Data-Driven Approach for Analyzing Spatiotemporal Price Elasticities of EV Public Charging Demands Based on Conditional Random Fields
Published Web Locationhttps://doi.org/10.1109/TSG.2021.3080460
With the increase of electric vehicle (EV) sales, the pricing strategies of public charging stations have significant impacts on their revenues and the spatiotemporal distribution of charging loads. In this paper, we quantify three kinds of price elasticity of charging demands based on the historical charging data of multiple public charging stations with different pricing schemes. The relationship between the volume-weighted average price (VWAP) and the corresponding total charging demand within a zone is studied, which does not require changing the charging prices to estimate elasticity.
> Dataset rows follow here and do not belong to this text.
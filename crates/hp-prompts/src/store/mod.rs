//! Durable prompt storage.
//!
//! Prompts live one per object at `prompts/<name>.txt` (UTF-8). Prompt authors
//! upload files following that convention, so [`prompt_path`] and
//! [`name_from_path`] are a hard contract. There is no manifest: the set of
//! prompts is whatever [`PromptStore::list`] discovers under the prefix.
//!
//! Every fetch has three outcomes that callers must keep apart in their logs:
//!
//! | Outcome      | Return value        |
//! |--------------|---------------------|
//! | found        | `Ok(Some(content))` |
//! | absent       | `Ok(None)`          |
//! | unreachable  | `Err(StoreError)`   |

pub mod auth;
pub mod dir;
pub mod gcs;
pub mod memory;

use std::future::Future;
use std::pin::Pin;
use std::time::Duration;

use thiserror::Error;

pub use auth::TokenSource;
pub use dir::DirPromptStore;
pub use gcs::GcsPromptStore;
pub use memory::MemoryPromptStore;

/// Namespace every prompt object lives under.
pub const PROMPT_PREFIX: &str = "prompts/";
/// Suffix of every prompt object.
pub const PROMPT_SUFFIX: &str = ".txt";

/// Boxed future returned by [`PromptStore`] methods.
///
/// Boxed so the trait stays dyn-compatible and can be injected as
/// `Arc<dyn PromptStore>`.
pub type StoreFuture<'a, T> = Pin<Box<dyn Future<Output = Result<T, StoreError>> + Send + 'a>>;

/// Why the store could not answer. Never fatal to prompt resolution.
#[derive(Debug, Error)]
pub enum StoreError {
    /// Transport failure or an unexpected response from the store.
    #[error("prompt store {location} unreachable: {reason}")]
    Unreachable { location: String, reason: String },
    /// The store refused our credentials.
    #[error("prompt store rejected credentials: {0}")]
    Auth(String),
    /// The store did not answer within the configured fetch timeout.
    #[error("prompt store did not answer within {0:?}")]
    Timeout(Duration),
    /// The object exists but is not a usable prompt (e.g. not UTF-8).
    #[error("prompt object {path} is unusable: {reason}")]
    InvalidContent { path: String, reason: String },
}

/// A key-value blob store holding prompt templates.
pub trait PromptStore: Send + Sync {
    /// Fetch the raw template for `name` from [`prompt_path(name)`](prompt_path).
    fn fetch<'a>(&'a self, name: &'a str) -> StoreFuture<'a, Option<String>>;

    /// Names of every prompt object under [`PROMPT_PREFIX`].
    ///
    /// Objects that do not follow the path convention are skipped.
    fn list(&self) -> StoreFuture<'_, Vec<String>>;

    /// Human-readable location for logs and the health endpoint.
    fn describe(&self) -> String;
}

/// Whether `name` can be used as a prompt name.
///
/// Names are non-empty and limited to ASCII letters, digits, `_` and `-`, so
/// every name maps to exactly one object directly under the prefix.
pub fn is_valid_name(name: &str) -> bool {
    !name.is_empty()
        && name
            .bytes()
            .all(|b| b.is_ascii_alphanumeric() || b == b'_' || b == b'-')
}

/// Object path for a prompt name: `prompts/<name>.txt`.
pub fn prompt_path(name: &str) -> String {
    format!("{PROMPT_PREFIX}{name}{PROMPT_SUFFIX}")
}

/// Inverse of [`prompt_path`]. Returns `None` for paths outside the
/// convention, including nested paths like `prompts/old/x.txt`.
pub fn name_from_path(path: &str) -> Option<&str> {
    let name = path
        .strip_prefix(PROMPT_PREFIX)?
        .strip_suffix(PROMPT_SUFFIX)?;
    is_valid_name(name).then_some(name)
}

/// Decode object bytes as a UTF-8 prompt.
pub(crate) fn decode(path: &str, bytes: Vec<u8>) -> Result<String, StoreError> {
    String::from_utf8(bytes).map_err(|e| StoreError::InvalidContent {
        path: path.to_string(),
        reason: e.to_string(),
    })
}

#[cfg(test)]
mod tests {
    use super::*;

    #[test]
    fn path_round_trip() {
        assert_eq!(prompt_path("chat_system"), "prompts/chat_system.txt");
        assert_eq!(name_from_path("prompts/chat_system.txt"), Some("chat_system"));
    }

    #[test]
    fn foreign_paths_are_rejected() {
        assert_eq!(name_from_path("prompts/readme.md"), None);
        assert_eq!(name_from_path("other/chat_system.txt"), None);
        assert_eq!(name_from_path("prompts/archive/old.txt"), None);
        assert_eq!(name_from_path("prompts/.txt"), None);
    }

    #[test]
    fn name_validation() {
        assert!(is_valid_name("fix_instructions"));
        assert!(is_valid_name("chat-system-v2"));
        assert!(!is_valid_name(""));
        assert!(!is_valid_name("../secrets"));
        assert!(!is_valid_name("a/b"));
        assert!(!is_valid_name("with space"));
    }

    #[test]
    fn decode_rejects_invalid_utf8() {
        let err = decode("prompts/x.txt", vec![0xff, 0xfe]).unwrap_err();
        assert!(matches!(err, StoreError::InvalidContent { .. }));
        assert_eq!(decode("prompts/x.txt", b"ok".to_vec()).unwrap(), "ok");
    }
}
To evaluate the shifting of charging demands in different periods and zones, a conditional random field (CRF) model is built, which depicts the spatiotemporal correlations of charging demands. In this model, the VWAPs and the total charging demands are taken as observed variables and hidden variables, respectively. The loopy belief propagation algorithm is used to infer the loopy graph approximately, and the learning algorithm with forgetting factors is used to estimate the unknown parameters of the CRF model. The price elasticities are derived from CRF, and the elasticity matrices of charging demands are obtained. Computational results based on historical charging data verify the validity of the proposed model and method.